▶ **YOUR INSTRUCTIONS**:
Scan the records below for the line with "use crate::Callback;" and the line with "fn test_status(#[case] reply: RespValue, #[case]". Repeat those two lines and every line between them exactly, and nothing else.

:: DATA EXTRACT

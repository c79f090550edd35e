use std::fmt;
use std::sync::Arc;

use resp::RespValue;
use resp::coerce;

use crate::callback::SimpleCallback;
use crate::error::BoxError;
use crate::error::CallbackError;
use crate::error::Result;

type ErrorFactory = Arc<dyn Fn(RespValue) -> BoxError + Send + Sync>;

/// Status reply callback: `true` iff the server answered `OK`.
///
/// By default a non-`OK` reply yields `false`. A callback built with
/// [`SimpleStringCallback::raise_on_error`] instead fails with
/// [`CallbackError::Raised`], carrying the error the factory built from the
/// raw reply.
#[derive(Clone, Default)]
pub struct SimpleStringCallback {
	raise_on_error: Option<ErrorFactory>,
}

impl SimpleStringCallback {
	pub fn new() -> Self {
		Self::default()
	}

	pub fn raise_on_error<E, F>(factory: F) -> Self
	where
		E: std::error::Error + Send + Sync + 'static,
		F: Fn(RespValue) -> E + Send + Sync + 'static,
	{
		Self {
			raise_on_error: Some(Arc::new(move |reply| Box::new(factory(reply)) as BoxError)),
		}
	}

	pub fn raises(&self) -> bool {
		self.raise_on_error.is_some()
	}
}

impl fmt::Debug for SimpleStringCallback {
	fn fmt(&self, f: &mut fmt::Formatter<'_>) -> fmt::Result {
		f.debug_struct("SimpleStringCallback")
			.field("raise_on_error", &self.raises())
			.finish()
	}
}

impl SimpleCallback for SimpleStringCallback {
	type Output = bool;

	fn transform(&self, response: RespValue) -> Result<bool> {
		if coerce::is_ok_status(&response) {
			return Ok(true);
		}
		match &self.raise_on_error {
			Some(factory) => Err(CallbackError::Raised(factory(response))),
			None => Ok(false),
		}
	}
}

/// Result of [`SimpleStringOrIntCallback`].
#[derive(Debug, Clone, Copy, PartialEq, Eq)]
pub enum StatusOrInt {
	Int(i64),
	Bool(bool),
}

/// Passes integer and boolean replies through, treats anything else as a
/// status reply.
#[derive(Debug, Clone, Copy, Default)]
pub struct SimpleStringOrIntCallback;

impl SimpleCallback for SimpleStringOrIntCallback {
	type Output = StatusOrInt;

	fn transform(&self, response: RespValue) -> Result<StatusOrInt> {
		match response {
			RespValue::Integer(i) => Ok(StatusOrInt::Int(i)),
			RespValue::Boolean(b) => Ok(StatusOrInt::Bool(b)),
			other => SimpleStringCallback::new()
				.transform(other)
				.map(StatusOrInt::Bool),
		}
	}
}

#[cfg(test)]
mod tests {
	use resp::ProtocolVersion;
	use rstest::rstest;
	use thiserror::Error;

	use super::*;
	use crate::Callback;

	#[derive(Error, Debug)]
	#[error("authentication failed: {reply:?}")]
	struct AuthenticationFailure {
		reply: RespValue,
	}

	#[rstest]
	#[case(RespValue::simple_string("OK"), true)]
	#[case(RespValue::bulk_string("OK"), true)]
	#[case(RespValue::simple_string("QUEUED"), false)]
	#[case(RespValue::Null, false)]
	#[case(RespValue::Integer(1), false)]
	fn test_status(#[case] reply: RespValue, #[case] expected: bool) {
		let cb = SimpleStringCallback::new();
		assert_eq!(cb.call(reply.clone(), ProtocolVersion::V2).unwrap(), expected);
		assert_eq!(cb.call(reply, ProtocolVersion::V3).unwrap(), expected);
	}

	#[test]
	fn test_raise_on_error() {
		let cb = SimpleStringCallback::raise_on_error(|reply| AuthenticationFailure { reply });
		assert!(cb.call(RespValue::simple_string("OK"), ProtocolVersion::V3).unwrap());

		let err = cb
			.call(RespValue::simple_string("NOPE"), ProtocolVersion::V3)
			.unwrap_err();
		let raised = err
			.downcast_raised::<AuthenticationFailure>()
			.expect("raised error should be the configured type");
		assert_eq!(raised.reply, RespValue::simple_string("NOPE"));
	}

	#[test]
	fn test_error_reply_is_not_raised() {
		let cb = SimpleStringCallback::raise_on_error(|reply| AuthenticationFailure { reply });
		let err = cb
			.call(RespValue::error("WRONGPASS invalid"), ProtocolVersion::V2)
			.unwrap_err();
		assert!(err.is_reply());
	}

	#[test]
	fn test_debug_hides_factory() {
		let cb = SimpleStringCallback::raise_on_error(|reply| AuthenticationFailure { reply });
		assert_eq!(
			format!("{cb:?}"),
			"SimpleStringCallback { raise_on_error: true }"
		);
	}

	#[rstest]
	#[case(RespValue::Integer(0), StatusOrInt::Int(0))]
	#[case(RespValue::Integer(12), StatusOrInt::Int(12))]
	#[case(RespValue::Boolean(true), StatusOrInt::Bool(true))]
	#[case(RespValue::simple_string("OK"), StatusOrInt::Bool(true))]
	#[case(RespValue::simple_string("NOKEY"), StatusOrInt::Bool(false))]
	fn test_status_or_int(#[case] reply: RespValue, #[case] expected: StatusOrInt) {
		assert_eq!(
			SimpleStringOrIntCallback
				.call(reply, ProtocolVersion::V3)
				.unwrap(),
			expected
		);
	}
}
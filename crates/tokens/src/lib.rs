//! # Tokens - protocol keywords
//!
//! The closed vocabulary of keywords a command may put on the wire.
//! [`PureToken`] holds bare keywords (`WITHSCORES`, `NX`), [`PrefixToken`]
//! holds keywords that introduce a value (`LIMIT`, `MATCH`). Both compare
//! against text or bytes regardless of letter case and of the client's
//! [`TextEncoding`](resp::TextEncoding).
//!
//! ## Example
//!
//! ```rust
//! use bytes::Bytes;
//! use tokens::PureToken;
//! use tokens::Token;
//!
//! assert_eq!(PureToken::MAXLEN, "maxlen");
//! assert!(PureToken::CHANGE.matches(b"ch"));
//! assert_eq!(PureToken::lookup("WithScores"), Some(PureToken::WITHSCORES));
//!
//! let arg: Bytes = PureToken::CHANGE.into();
//! assert_eq!(arg, "CH");
//! ```

mod prefix;
mod pure;
mod token;

pub use prefix::PrefixToken;
pub use pure::PureToken;
pub use token::Keyword;
pub use token::Token;
pub use token::TokenInput;
pub use token::TokenKey;
pub use token::normalize;
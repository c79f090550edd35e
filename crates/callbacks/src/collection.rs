//! Callbacks for sequence, mapping and set shaped replies.

use std::collections::HashMap;
use std::collections::HashSet;
use std::fmt;
use std::sync::Arc;

use resp::CoerceError;
use resp::RespValue;
use resp::coerce;

use crate::callback::SimpleCallback;
use crate::error::Result;

/// Ordered, fixed-length view of a sequence reply.
#[derive(Debug, Clone, Copy, Default)]
pub struct TupleCallback;

impl SimpleCallback for TupleCallback {
	type Output = Box<[RespValue]>;

	fn transform(&self, response: RespValue) -> Result<Box<[RespValue]>> {
		Ok(coerce::into_sequence(response)?.into_boxed_slice())
	}
}

/// Ordered list of the elements of a sequence reply.
#[derive(Debug, Clone, Copy, Default)]
pub struct ListCallback;

impl SimpleCallback for ListCallback {
	type Output = Vec<RespValue>;

	fn transform(&self, response: RespValue) -> Result<Vec<RespValue>> {
		Ok(coerce::into_sequence(response)?)
	}
}

type TransformFn = Arc<dyn Fn(RespValue) -> Result<HashMap<RespValue, RespValue>> + Send + Sync>;

/// Key/value mapping from a RESP3 map or a RESP2 array.
///
/// Without a transform function the conversion is generic:
/// - a map is returned as is;
/// - an array whose elements are all two-element arrays is read as pairs;
/// - any other array of even length is read as `key, value, key, value, ...`
///   where a repeated key keeps its last value.
///
/// The pair reading wins whenever it applies, under either protocol version:
/// `[[a, b], [c, d]]` becomes `{a: b, c: d}`, never `{[a, b]: [c, d]}`.
///
/// Commands whose arrays group entries differently supply their own
/// conversion through [`DictCallback::with_transform`], which then decides
/// alone for every protocol version.
#[derive(Clone, Default)]
pub struct DictCallback {
	transform_function: Option<TransformFn>,
}

impl DictCallback {
	pub fn new() -> Self {
		Self::default()
	}

	pub fn with_transform<F>(f: F) -> Self
	where
		F: Fn(RespValue) -> Result<HashMap<RespValue, RespValue>> + Send + Sync + 'static,
	{
		Self {
			transform_function: Some(Arc::new(f)),
		}
	}
}

impl fmt::Debug for DictCallback {
	fn fmt(&self, f: &mut fmt::Formatter<'_>) -> fmt::Result {
		f.debug_struct("DictCallback")
			.field("transform_function", &self.transform_function.is_some())
			.finish()
	}
}

impl SimpleCallback for DictCallback {
	type Output = HashMap<RespValue, RespValue>;

	fn transform(&self, response: RespValue) -> Result<HashMap<RespValue, RespValue>> {
		match &self.transform_function {
			Some(f) => f(response),
			None => pairs_to_map(response),
		}
	}
}

fn pairs_to_map(response: RespValue) -> Result<HashMap<RespValue, RespValue>> {
	let items = match response {
		RespValue::Map(m) => return Ok(m),
		RespValue::Array(items) => items,
		other => {
			return Err(CoerceError::UnexpectedType {
				expected: "map",
				found: other.type_name(),
			}
			.into());
		}
	};

	let nested = !items.is_empty()
		&& items
			.iter()
			.all(|item| matches!(item, RespValue::Array(pair) if pair.len() == 2));
	if nested {
		return Ok(items
			.into_iter()
			.filter_map(|item| {
				let mut pair = item.into_vec()?.into_iter();
				Some((pair.next()?, pair.next()?))
			})
			.collect());
	}

	if !items.len().is_multiple_of(2) {
		return Err(CoerceError::UnexpectedType {
			expected: "key/value pairs",
			found: "array of odd length",
		}
		.into());
	}

	let mut map = HashMap::with_capacity(items.len() / 2);
	let mut iter = items.into_iter();
	while let (Some(key), Some(value)) = (iter.next(), iter.next()) {
		map.insert(key, value);
	}
	Ok(map)
}

pub(crate) fn to_set(response: RespValue) -> Result<HashSet<RespValue>> {
	match response {
		RespValue::Set(s) => Ok(s),
		RespValue::Null => Ok(HashSet::new()),
		RespValue::Map(m) => Ok(m.into_keys().collect()),
		RespValue::Array(items) | RespValue::Push(items) => Ok(items.into_iter().collect()),
		other => Err(CoerceError::UnexpectedType {
			expected: "set",
			found: other.type_name(),
		}
		.into()),
	}
}

/// Unordered, duplicate-free members of a set reply. Null yields an empty
/// set and a map yields its keys.
#[derive(Debug, Clone, Copy, Default)]
pub struct SetCallback;

impl SimpleCallback for SetCallback {
	type Output = HashSet<RespValue>;

	fn transform(&self, response: RespValue) -> Result<HashSet<RespValue>> {
		to_set(response)
	}
}

/// Truthiness of every element of an array reply.
#[derive(Debug, Clone, Copy, Default)]
pub struct BoolsCallback;

impl SimpleCallback for BoolsCallback {
	type Output = Box<[bool]>;

	fn transform(&self, response: RespValue) -> Result<Box<[bool]>> {
		Ok(coerce::into_sequence(response)?
			.iter()
			.map(coerce::is_truthy)
			.collect())
	}
}
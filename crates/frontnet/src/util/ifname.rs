//! Interface name utilities.

/// Maximum interface name length (including null terminator).
pub const IFNAMSIZ: usize = 16;

/// Error type for interface name checks.
#[derive(Debug, thiserror::Error, PartialEq, Eq)]
pub enum IfError {
    #[error("invalid interface name: {0}")]
    InvalidName(String),
}

pub type Result<T> = std::result::Result<T, IfError>;

/// Validate an interface name.
///
/// Mirrors the kernel's `dev_valid_name()`: non-empty, shorter than
/// [`IFNAMSIZ`] bytes, no `/`, `:`, NUL or ASCII whitespace, and not `.`
/// or `..`.
pub fn validate(name: &str) -> Result<()> {
    if name.is_empty() {
        return Err(IfError::InvalidName("empty name".to_string()));
    }

    if name.len() >= IFNAMSIZ {
        return Err(IfError::InvalidName(format!(
            "name too long (max {} chars)",
            IFNAMSIZ - 1
        )));
    }

    if name == "." || name == ".." {
        return Err(IfError::InvalidName(format!("'{}' is reserved", name)));
    }

    if name.contains(['/', ':', '\0']) {
        return Err(IfError::InvalidName(
            "name contains invalid characters".to_string(),
        ));
    }

    if name.bytes().any(|b| b.is_ascii_whitespace() || b == 0x0b) {
        return Err(IfError::InvalidName("name contains whitespace".to_string()));
    }

    Ok(())
}
//! Which external tools get invoked.

/// Default traffic-control executable, resolved through `PATH`.
pub const DEFAULT_TC: &str = "tc";

/// Default iproute2 executable, resolved through `PATH`.
pub const DEFAULT_IP: &str = "ip";

/// Executables used to build invocations.
///
/// # Example
///
/// ```
/// use frontnet::Tools;
///
/// let tools = Tools::default().tc("/usr/sbin/tc");
/// assert_eq!(tools.tc, "/usr/sbin/tc");
/// assert_eq!(tools.ip, "ip");
/// ```
#[derive(Debug, Clone, PartialEq, Eq)]
pub struct Tools {
    /// Program run for `qdisc` commands.
    pub tc: String,
    /// Program run for `mptcp` commands.
    pub ip: String,
}

impl Default for Tools {
    fn default() -> Self {
        Self {
            tc: DEFAULT_TC.to_string(),
            ip: DEFAULT_IP.to_string(),
        }
    }
}

impl Tools {
    /// Set the `tc` executable.
    pub fn tc(mut self, program: impl Into<String>) -> Self {
        self.tc = program.into();
        self
    }

    /// Set the `ip` executable.
    pub fn ip(mut self, program: impl Into<String>) -> Self {
        self.ip = program.into();
        self
    }
}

::::

▶ **RESPONSE TO THIS EXERCISE**:
	use crate::Callback;

	#[derive(Error, Debug)]
	#[error("authentication failed: {reply:?}")]
	struct AuthenticationFailure {
		reply: RespValue,
	}

	#[rstest]
	#[case(RespValue::simple_string("OK"), true)]
	#[case(RespValue::bulk_string("OK"), true)]
	#[case(RespValue::simple_string("QUEUED"), false)]
	#[case(RespValue::Null, false)]
	#[case(RespValue::Integer(1), false)]
	fn test_status(#[case] reply: RespValue, #[case] expected: bool) {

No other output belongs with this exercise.